*About this exercise*. Would you copy all lines in the data that contain the word "clap"?

*Supplied records*.
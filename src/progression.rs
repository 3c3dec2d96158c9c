//! XP progression: level thresholds, badges and unlock checks.
//!
//! Everything here is a pure function of the user's XP and a catalog
//! snapshot. Callers re-run [`evaluate`] whenever either changes.

use serde::{Deserialize, Serialize};

/// Visual rank of a badge or avatar. Grouping only, never evaluated.
#[derive(Debug, Clone, Copy, PartialEq, Eq, Hash, Default, Serialize, Deserialize)]
#[serde(rename_all = "lowercase")]
pub enum BadgeTier {
    Bronze,
    Silver,
    Gold,
    Platinum,
    Diamond,
    #[default]
    Default,
}

impl BadgeTier {
    pub fn label(self) -> &'static str {
        match self {
            BadgeTier::Bronze => "Bronze",
            BadgeTier::Silver => "Silver",
            BadgeTier::Gold => "Gold",
            BadgeTier::Platinum => "Platinum",
            BadgeTier::Diamond => "Diamond",
            BadgeTier::Default => "Standard",
        }
    }

    pub fn symbol(self) -> &'static str {
        match self {
            BadgeTier::Bronze | BadgeTier::Default => "🛡️",
            BadgeTier::Silver => "🏅",
            BadgeTier::Gold => "👑",
            BadgeTier::Platinum => "💎",
            BadgeTier::Diamond => "⚡",
        }
    }

    /// Accent colour used by the profile screen for this tier.
    pub fn accent_color(self) -> &'static str {
        match self {
            BadgeTier::Bronze => "#d97706",
            BadgeTier::Silver | BadgeTier::Default => "#6b7280",
            BadgeTier::Gold => "#eab308",
            BadgeTier::Platinum => "#a855f7",
            BadgeTier::Diamond => "#22d3ee",
        }
    }
}

/// One row of the level catalog. Each level carries exactly one badge.
#[derive(Debug, Clone, PartialEq, Eq, Serialize, Deserialize)]
pub struct Level {
    pub level_number: u32,
    pub xp_required: u64,
    pub badge_name: String,
    pub badge_icon: String,
    pub badge_tier: BadgeTier,
    pub is_active: bool,
}

#[derive(Debug, Clone, PartialEq, Eq, Serialize)]
pub struct Badge {
    pub name: String,
    pub icon: String,
    pub tier: BadgeTier,
}

impl Level {
    pub fn badge(&self) -> Badge {
        Badge {
            name: self.badge_name.clone(),
            icon: self.badge_icon.clone(),
            tier: self.badge_tier,
        }
    }
}

/// Where the user stands relative to the catalog.
///
/// `Unranked` and `NoCatalog` both report level 0, but only the former
/// means the user still has something to earn.
#[derive(Debug, Clone, Copy, PartialEq, Eq, Serialize)]
#[serde(tag = "kind", rename_all = "snake_case")]
pub enum LevelStanding {
    Ranked { level_number: u32 },
    Unranked,
    NoCatalog,
}

#[derive(Debug, Clone, Copy, PartialEq, Eq, Serialize)]
pub struct LevelProgress {
    /// Absent once the last level is reached.
    pub xp_needed: Option<u64>,
    pub progress_percentage: u8,
}

#[derive(Debug, Clone, PartialEq, Eq, Serialize)]
pub struct ProgressionState {
    pub user_xp: u64,
    pub standing: LevelStanding,
    pub current_level: Option<Level>,
    pub next_level: Option<Level>,
    pub level_progress: LevelProgress,
    pub is_max_level: bool,
    pub earned_badges: Vec<Level>,
    pub upcoming_badges: Vec<Level>,
}

impl ProgressionState {
    /// Level number of the current level, 0 when unranked.
    pub fn current_level_number(&self) -> u32 {
        self.current_level.as_ref().map_or(0, |l| l.level_number)
    }

    pub fn current_badge(&self) -> Option<Badge> {
        self.current_level.as_ref().map(Level::badge)
    }

    pub fn next_badge(&self) -> Option<Badge> {
        self.next_level.as_ref().map(Level::badge)
    }

    pub fn has_unlocked_perk(&self, perk_threshold: u64) -> bool {
        has_unlocked_perk(self.user_xp, perk_threshold)
    }
}

/// The single XP comparison shared by levels, badges, perks and avatars.
/// The boundary is inclusive.
pub fn meets_threshold(user_xp: u64, threshold: u64) -> bool {
    user_xp >= threshold
}

pub fn has_unlocked_perk(user_xp: u64, perk_threshold: u64) -> bool {
    meets_threshold(user_xp, perk_threshold)
}

/// Missing or negative XP counts as zero.
pub fn normalize_xp(raw: Option<i64>) -> u64 {
    raw.map_or(0, |xp| u64::try_from(xp).unwrap_or(0))
}

pub fn evaluate_raw(raw_xp: Option<i64>, catalog: &[Level]) -> ProgressionState {
    evaluate(normalize_xp(raw_xp), catalog)
}

pub fn evaluate(user_xp: u64, catalog: &[Level]) -> ProgressionState {
    let mut active: Vec<Level> = catalog.iter().filter(|l| l.is_active).cloned().collect();
    active.sort_by_key(|l| l.level_number);

    let (earned_badges, upcoming_badges): (Vec<Level>, Vec<Level>) = active
        .into_iter()
        .partition(|l| meets_threshold(user_xp, l.xp_required));

    let current_level = earned_badges.last().cloned();
    let next_level = upcoming_badges.first().cloned();

    let standing = match &current_level {
        Some(level) => LevelStanding::Ranked {
            level_number: level.level_number,
        },
        None if upcoming_badges.is_empty() => LevelStanding::NoCatalog,
        None => LevelStanding::Unranked,
    };

    let level_progress = match &next_level {
        Some(next) => {
            let floor = current_level.as_ref().map_or(0, |l| l.xp_required);
            LevelProgress {
                xp_needed: Some(next.xp_required.saturating_sub(user_xp)),
                progress_percentage: progress_percentage(user_xp, floor, next.xp_required),
            }
        }
        None => LevelProgress {
            xp_needed: None,
            progress_percentage: 100,
        },
    };

    ProgressionState {
        user_xp,
        standing,
        is_max_level: next_level.is_none(),
        current_level,
        next_level,
        level_progress,
        earned_badges,
        upcoming_badges,
    }
}

fn progress_percentage(user_xp: u64, floor: u64, ceiling: u64) -> u8 {
    if ceiling <= floor {
        return 100;
    }
    let span = (ceiling - floor) as f64;
    let gained = user_xp.saturating_sub(floor) as f64;
    (100.0 * gained / span).round().clamp(0.0, 100.0) as u8
}
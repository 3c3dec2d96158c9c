//! Student progression service: XP levels, badges, avatar unlocks and
//! curriculum units over a simple record store.

pub mod api;
pub mod avatars;
pub mod config;
pub mod context;
pub mod data;
pub mod database;
pub mod error;
pub mod gamification;
pub mod progression;
pub mod units;

pub use avatars::is_avatar_unlocked;
pub use error::{ProgressError, Result};
pub use progression::{evaluate, has_unlocked_perk, Level, ProgressionState};
use csv::Reader;
use serde::de::DeserializeOwned;
use serde::Deserialize;
use std::io::Read;
use std::path::Path;

use crate::avatars::Avatar;
use crate::database::{ProgressRecord, UserRecord};
use crate::error::{ProgressError, Result};
use crate::progression::{BadgeTier, Level};
use crate::units::Unit;

// Thresholds are read signed so that a negative value is reported as a
// rejected row instead of a generic parse failure.
#[derive(Deserialize)]
struct LevelRow {
    level_number: u32,
    xp_required: i64,
    badge_name: String,
    badge_icon: String,
    badge_tier: String,
    is_active: bool,
}

#[derive(Deserialize)]
struct AvatarRow {
    id: String,
    name: String,
    #[serde(default)]
    description: String,
    image_url: String,
    unlock_xp: i64,
    tier: String,
    is_active: bool,
}

pub fn load_levels(path: &Path) -> Result<Vec<Level>> {
    read_levels(Reader::from_path(path)?)
}

pub fn load_avatars(path: &Path) -> Result<Vec<Avatar>> {
    read_avatars(Reader::from_path(path)?)
}

pub fn load_users(path: &Path) -> Result<Vec<UserRecord>> {
    read_rows(Reader::from_path(path)?)
}

pub fn load_progress(path: &Path) -> Result<Vec<ProgressRecord>> {
    read_rows(Reader::from_path(path)?)
}

pub fn load_units(path: &Path) -> Result<Vec<Unit>> {
    read_rows(Reader::from_path(path)?)
}

pub fn read_levels<R: Read>(mut rdr: Reader<R>) -> Result<Vec<Level>> {
    let mut levels = Vec::new();

    for (index, result) in rdr.deserialize::<LevelRow>().enumerate() {
        let row = result?;
        let line = index + 1;
        if row.level_number == 0 {
            return Err(invalid(line, "level_number must be positive"));
        }
        levels.push(Level {
            level_number: row.level_number,
            xp_required: non_negative(line, "xp_required", row.xp_required)?,
            badge_name: row.badge_name,
            badge_icon: row.badge_icon,
            badge_tier: parse_tier(line, &row.badge_tier)?,
            is_active: row.is_active,
        });
    }

    Ok(levels)
}

pub fn read_avatars<R: Read>(mut rdr: Reader<R>) -> Result<Vec<Avatar>> {
    let mut avatars = Vec::new();

    for (index, result) in rdr.deserialize::<AvatarRow>().enumerate() {
        let row = result?;
        let line = index + 1;
        avatars.push(Avatar {
            id: row.id,
            name: row.name,
            description: row.description,
            image_url: row.image_url,
            unlock_xp: non_negative(line, "unlock_xp", row.unlock_xp)?,
            tier: parse_tier(line, &row.tier)?,
            is_active: row.is_active,
        });
    }

    Ok(avatars)
}

fn read_rows<T: DeserializeOwned, R: Read>(mut rdr: Reader<R>) -> Result<Vec<T>> {
    let mut rows = Vec::new();
    for result in rdr.deserialize::<T>() {
        rows.push(result?);
    }
    Ok(rows)
}

fn parse_tier(line: usize, raw: &str) -> Result<BadgeTier> {
    match raw.trim().to_ascii_lowercase().as_str() {
        "bronze" => Ok(BadgeTier::Bronze),
        "silver" => Ok(BadgeTier::Silver),
        "gold" => Ok(BadgeTier::Gold),
        "platinum" => Ok(BadgeTier::Platinum),
        "diamond" => Ok(BadgeTier::Diamond),
        "default" | "" => Ok(BadgeTier::Default),
        other => Err(invalid(line, &format!("unknown tier '{}'", other))),
    }
}

fn non_negative(line: usize, field: &str, value: i64) -> Result<u64> {
    u64::try_from(value).map_err(|_| invalid(line, &format!("negative {}", field)))
}

fn invalid(row: usize, reason: &str) -> ProgressError {
    ProgressError::InvalidRow {
        row,
        reason: reason.to_string(),
    }
}
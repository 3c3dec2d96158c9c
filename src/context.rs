use chrono::{DateTime, Utc};

/// Who is asking and when. Handlers build one per request and pass it
/// down; nothing below the HTTP layer looks up the current user itself.
#[derive(Debug, Clone)]
pub struct SessionContext {
    pub user_id: String,
    pub now: DateTime<Utc>,
}

impl SessionContext {
    pub fn new(user_id: impl Into<String>) -> Self {
        Self::at(user_id, Utc::now())
    }

    pub fn at(user_id: impl Into<String>, now: DateTime<Utc>) -> Self {
        Self {
            user_id: user_id.into(),
            now,
        }
    }
}
//! Error types for the progression service.

use actix_web::{http::StatusCode, HttpResponse, ResponseError};
use serde::Serialize;
use thiserror::Error;

pub type Result<T> = std::result::Result<T, ProgressError>;

#[derive(Error, Debug)]
pub enum ProgressError {
    #[error("Catalog unavailable: {0}")]
    CatalogUnavailable(String),

    #[error("Invalid catalog row {row}: {reason}")]
    InvalidRow { row: usize, reason: String },

    #[error("Unknown user: {0}")]
    UnknownUser(String),

    #[error("Unknown avatar: {0}")]
    UnknownAvatar(String),

    #[error("Invalid unit: {0}")]
    InvalidUnit(String),

    #[error("Store error: {0}")]
    Store(String),

    #[error("CSV error: {0}")]
    Csv(#[from] csv::Error),

    #[error("IO error: {0}")]
    Io(#[from] std::io::Error),
}

#[derive(Serialize)]
struct ErrorBody {
    error: String,
}

impl ResponseError for ProgressError {
    fn status_code(&self) -> StatusCode {
        match self {
            ProgressError::UnknownUser(_) | ProgressError::UnknownAvatar(_) => StatusCode::NOT_FOUND,
            ProgressError::InvalidUnit(_) => StatusCode::BAD_REQUEST,
            ProgressError::CatalogUnavailable(_)
            | ProgressError::InvalidRow { .. }
            | ProgressError::Csv(_)
            | ProgressError::Io(_) => StatusCode::SERVICE_UNAVAILABLE,
            ProgressError::Store(_) => StatusCode::INTERNAL_SERVER_ERROR,
        }
    }

    fn error_response(&self) -> HttpResponse {
        HttpResponse::build(self.status_code()).json(ErrorBody {
            error: self.to_string(),
        })
    }
}
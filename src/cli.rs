// src/cli.rs
// =============================================================================
// This file defines our command-line interface using the `clap` crate.
//
// We use the "derive" API which lets us define the CLI structure using
// Rust structs and attributes (the #[...] things).
//
// Example:
//   link-extractor -u https://example.com -u https://rust-lang.org -o json
// =============================================================================

use std::path::PathBuf;

use clap::{Parser, ValueEnum};
use link_extractor::OutputFormat;

#[derive(Parser, Debug)]
#[command(
    name = "link-extractor",
    version,
    about = "Fetch web pages concurrently and list their links grouped by domain",
    long_about = "link-extractor downloads every given URL at the same time, extracts the links \
                  from each page and prints them grouped by the domain of the page they were found on."
)]
pub struct Cli {
    /// The URLs to process (can be given multiple times)
    ///
    /// Invalid URLs are ignored with a warning
    #[arg(short = 'u', long = "url", required = true)]
    pub urls: Vec<String>,

    /// Output format: 'stdout' (one absolute URL per line) or 'json'
    #[arg(short, long, value_enum, ignore_case = true)]
    pub output: OutputFormat,

    /// Logging level (RUST_LOG overrides this)
    #[arg(short, long, value_enum, ignore_case = true, default_value_t = LogLevel::Info)]
    pub verbosity: LogLevel,

    /// Append logs to this file instead of stderr
    #[arg(short, long = "log-file")]
    pub log_file: Option<PathBuf>,
}

#[derive(ValueEnum, Clone, Copy, Debug, PartialEq, Eq)]
pub enum LogLevel {
    Trace,
    Debug,
    Info,
    Warn,
    Error,
}

impl LogLevel {
    pub fn as_str(self) -> &'static str {
        match self {
            LogLevel::Trace => "trace",
            LogLevel::Debug => "debug",
            LogLevel::Info => "info",
            LogLevel::Warn => "warn",
            LogLevel::Error => "error",
        }
    }
}
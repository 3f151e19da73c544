// src/error.rs
// =============================================================================
// Error types for the extraction pipeline.
//
// We use the `thiserror` crate, which generates the Display and Error
// implementations from the #[error("...")] attributes.
//
// Two enums live here:
// - ExtractError: errors a caller of the pipeline can see
// - FetchError: the reason a single fetch failed. It never leaves the
//   fetcher; it is turned into a log event and an empty page instead.
// =============================================================================

use reqwest::StatusCode;
use thiserror::Error;

#[derive(Debug, Error)]
pub enum ExtractError {
    /// An empty string was given where a URL was expected
    #[error("URL cannot be empty")]
    EmptyUrl,

    /// The URL does not match scheme://host[:port][/path]
    #[error("Invalid URL: {0}")]
    InvalidUrl(String),

    /// Nothing usable was left after validating the input
    #[error("No valid URLs provided")]
    NoValidUrls,

    /// The shared HTTP client could not be built
    #[error("Failed to create HTTP session: {0}")]
    Session(#[source] reqwest::Error),

    /// Every page failed or had no links
    #[error("No links could be extracted from the provided URLs")]
    NoResults,
}

#[derive(Debug, Error)]
pub enum FetchError {
    /// The server answered with something other than 200 OK
    #[error("status code: {}", .0.as_u16())]
    Status(StatusCode),

    /// DNS, connection, TLS, timeout, body decoding...
    #[error("{0}")]
    Transport(#[from] reqwest::Error),
}

#[cfg(test)]
mod tests {
    use super::*;

    #[test]
    fn test_status_error_message() {
        let err = FetchError::Status(StatusCode::NOT_FOUND);
        assert_eq!(err.to_string(), "status code: 404");
    }

    #[test]
    fn test_invalid_url_message() {
        let err = ExtractError::InvalidUrl("example.com".to_string());
        assert_eq!(err.to_string(), "Invalid URL: example.com");
    }
}
// src/lib.rs
// =============================================================================
// Library root. The binary in main.rs is a thin wrapper around this.
//
// Modules:
// - extract: Fetches pages concurrently and groups their links by domain
// - output: Prints the grouped links as plain URLs or JSON
// - error: Error types shared by both
// =============================================================================

pub mod error;
pub mod extract;
pub mod output;

pub use error::{ExtractError, FetchError};
pub use extract::{DomainIndex, LinkGatherer, Recorder, TracingRecorder};
pub use output::{render, OutputFormat};
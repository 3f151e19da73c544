// src/extract/validate.rs
// =============================================================================
// Validation of the URLs given on the command line.
//
// A URL is accepted when it looks like scheme://host[:port][/path...]
// and the scheme is http, https or ftp. Everything else is rejected
// before it ever reaches the fetcher.
// =============================================================================

use std::sync::LazyLock;

use regex::Regex;

use crate::error::ExtractError;

static URL_RE: LazyLock<Regex> = LazyLock::new(|| {
    // scheme, host, optional port, optional path
    Regex::new(r"^(https?|ftp)://[A-Za-z0-9.-]+(:[0-9]+)?(/.*)?$")
        .expect("URL_RE: hardcoded regex is valid")
});

// Checks a single URL
//
// Returns: the same URL when valid, otherwise the reason it was rejected
//
// Example:
//   validate_url("https://example.com/docs") -> Ok("https://example.com/docs")
//   validate_url("example.com")              -> Err(InvalidUrl)
pub fn validate_url(url: &str) -> Result<String, ExtractError> {
    if url.is_empty() {
        return Err(ExtractError::EmptyUrl);
    }
    if !URL_RE.is_match(url) {
        return Err(ExtractError::InvalidUrl(url.to_string()));
    }
    Ok(url.to_string())
}

// Splits the input into (valid, invalid) URLs, keeping the input order
//
// Fails with NoValidUrls when the input is empty or nothing in it is valid.
// The invalid list is handed back so the caller can warn about it.
pub fn filter_valid_urls<S: AsRef<str>>(
    urls: &[S],
) -> Result<(Vec<String>, Vec<String>), ExtractError> {
    let mut valid = Vec::new();
    let mut invalid = Vec::new();

    for url in urls {
        let url = url.as_ref();
        match validate_url(url) {
            Ok(url) => valid.push(url),
            Err(_) => invalid.push(url.to_string()),
        }
    }

    if valid.is_empty() {
        return Err(ExtractError::NoValidUrls);
    }

    Ok((valid, invalid))
}

#[cfg(test)]
mod tests {
    use super::*;

    #[test]
    fn test_valid_urls_are_returned_unchanged() {
        let valid_urls = [
            "http://example.com",
            "https://example.com",
            "ftp://example.com",
            "https://example.com/path?query=1",
            "http://127.0.0.1:8080/page1",
        ];
        for url in valid_urls {
            assert_eq!(validate_url(url).unwrap(), url, "URL should be valid: {url}");
        }
    }

    #[test]
    fn test_invalid_urls_are_rejected() {
        let invalid_urls = [
            "example.com",
            "://example.com",
            "http:/example.com",
            "https:/example",
            "mailto:someone@example.com",
            "gopher://example.com",
        ];
        for url in invalid_urls {
            assert!(
                matches!(validate_url(url), Err(ExtractError::InvalidUrl(_))),
                "URL should be invalid: {url}"
            );
        }
    }

    #[test]
    fn test_empty_url_is_rejected() {
        assert!(matches!(validate_url(""), Err(ExtractError::EmptyUrl)));
    }

    #[test]
    fn test_filter_keeps_order_and_reports_invalid() {
        let urls = ["https://b.com", "nope", "http://a.com/x", ""];
        let (valid, invalid) = filter_valid_urls(&urls).unwrap();
        assert_eq!(valid, vec!["https://b.com", "http://a.com/x"]);
        assert_eq!(invalid, vec!["nope", ""]);
    }

    #[test]
    fn test_filter_fails_without_valid_urls() {
        let empty: [&str; 0] = [];
        assert!(matches!(filter_valid_urls(&empty), Err(ExtractError::NoValidUrls)));
        assert!(matches!(
            filter_valid_urls(&["example.com"]),
            Err(ExtractError::NoValidUrls)
        ));
    }
}
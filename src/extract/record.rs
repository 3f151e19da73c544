// src/extract/record.rs
// =============================================================================
// The observability handle handed to the fetcher.
//
// Instead of reaching for a global logger, the fetcher is given something
// that implements `Recorder` when it is built. In the real program that is
// a `TracingRecorder`, which forwards events to the tracing subscriber set
// up in main.rs. Tests use `MemoryRecorder` and look at what was recorded.
// =============================================================================

/// Receives one human-readable event per failure
///
/// `Send + Sync` so a single recorder can be shared by every fetch task.
pub trait Recorder: Send + Sync {
    fn record(&self, event: &str);
}

/// Sends every event to `tracing` at ERROR level
#[derive(Debug, Default, Clone, Copy)]
pub struct TracingRecorder;

impl Recorder for TracingRecorder {
    fn record(&self, event: &str) {
        tracing::error!("{}", event);
    }
}

#[cfg(test)]
pub use memory::MemoryRecorder;


#[cfg(test)]
mod tests {
    use super::*;

    #[test]
    fn test_memory_recorder_keeps_events_in_order() {
        let recorder = MemoryRecorder::default();
        recorder.record("first");
        recorder.record("second");
        assert_eq!(recorder.events(), vec!["first", "second"]);
    }

    #[test]
    fn test_recorders_work_as_trait_objects() {
        let recorders: Vec<Box<dyn Recorder>> =
            vec![Box::new(TracingRecorder), Box::new(MemoryRecorder::default())];
        for recorder in &recorders {
            recorder.record("event");
        }
    }
}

*Answer section*.
// This file defines our command-line interface using the `clap` crate.
use clap::{Parser, ValueEnum};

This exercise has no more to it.